Hypocritical though they may have been, acting as oppressors themselves, the men who founded this nation shared the same rebellious spirit as those who supported them. While its certainly terrible for people to have been oppressed as they were, their contributions are meaningless if there isn’t someone to take advantage of them. True freedom from classism is an admirable goal, and one we certainly haven’t reached, but to at least have some hope for all castes of people might be worth the effort that has already been given.
America has always had a reputation as a “blue-collar” nation. It was founded on the backs of the working class.

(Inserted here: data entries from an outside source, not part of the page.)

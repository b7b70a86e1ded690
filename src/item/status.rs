use std::fmt;
use std::ops::{BitOr, BitOrAssign};

/// Article status bit flags.
///
/// Flags combine freely (`Status::UNREAD | Status::IMPORTANT`), and the
/// combined value is what gets persisted, so the numeric encoding is part
/// of the archive contract. A freshly constructed `Status` is `READ`.
#[derive(Clone, Copy, PartialEq, Eq, Hash)]
pub struct Status(u32);

impl Status {
    /// Article arrived in the most recent fetch.
    pub const NEW: Status = Status(0x1);
    /// Article has not been opened yet.
    pub const UNREAD: Status = Status(0x2);
    /// Article has been read.
    pub const READ: Status = Status(0x4);
    /// Article was flagged by the user.
    pub const IMPORTANT: Status = Status(0x8);

    /// Builds a status from a raw persisted value.
    ///
    /// Unknown bits are preserved rather than rejected so newer writers
    /// remain readable by older code.
    pub const fn from_bits(bits: u32) -> Status {
        Status(bits)
    }

    /// Returns the raw flag bits for persistence.
    pub const fn bits(self) -> u32 {
        self.0
    }

    /// Returns true if every flag in `other` is set in `self`.
    pub const fn contains(self, other: Status) -> bool {
        self.0 & other.0 == other.0
    }

    /// Sets the given flags.
    pub fn insert(&mut self, other: Status) {
        self.0 |= other.0;
    }

    /// Clears the given flags.
    pub fn remove(&mut self, other: Status) {
        self.0 &= !other.0;
    }
}

impl Default for Status {
    fn default() -> Status {
        Status::READ
    }
}

impl BitOr for Status {
    type Output = Status;

    fn bitor(self, rhs: Status) -> Status {
        Status(self.0 | rhs.0)
    }
}

impl BitOrAssign for Status {
    fn bitor_assign(&mut self, rhs: Status) {
        self.0 |= rhs.0;
    }
}

impl fmt::Debug for Status {
    fn fmt(&self, f: &mut fmt::Formatter<'_>) -> fmt::Result {
        let mut names: Vec<&str> = Vec::new();
        if self.contains(Status::NEW) {
            names.push("NEW");
        }
        if self.contains(Status::UNREAD) {
            names.push("UNREAD");
        }
        if self.contains(Status::READ) {
            names.push("READ");
        }
        if self.contains(Status::IMPORTANT) {
            names.push("IMPORTANT");
        }
        if names.is_empty() {
            write!(f, "Status(0x{:x})", self.0)
        } else {
            write!(f, "Status({})", names.join("|"))
        }
    }
}

// ============================================================================
// Tests
// ============================================================================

But if you look at the things that push the nation forward it was often the wealthy who made those leaps. Is this a very biased view of history? Zinn seems to think that had the poor and disadvantaged been able to be free from their oppressors that it would have been a good thing. But thinking in the long-term, could they have made those same leaps or would the country formed on the back of workers instead just been a country of workers.
Take a look at the pyramids of Egypt for example. These monuments have lasted for centuries and they too were built on the back of the lower-class workers, but they were designed by the upper-class. Then take a look at other parts of that same continent. Those communal tribes may have had an edge socially, but they produced few notable works while other parts of the world advanced by the strength of others, voluntary or not.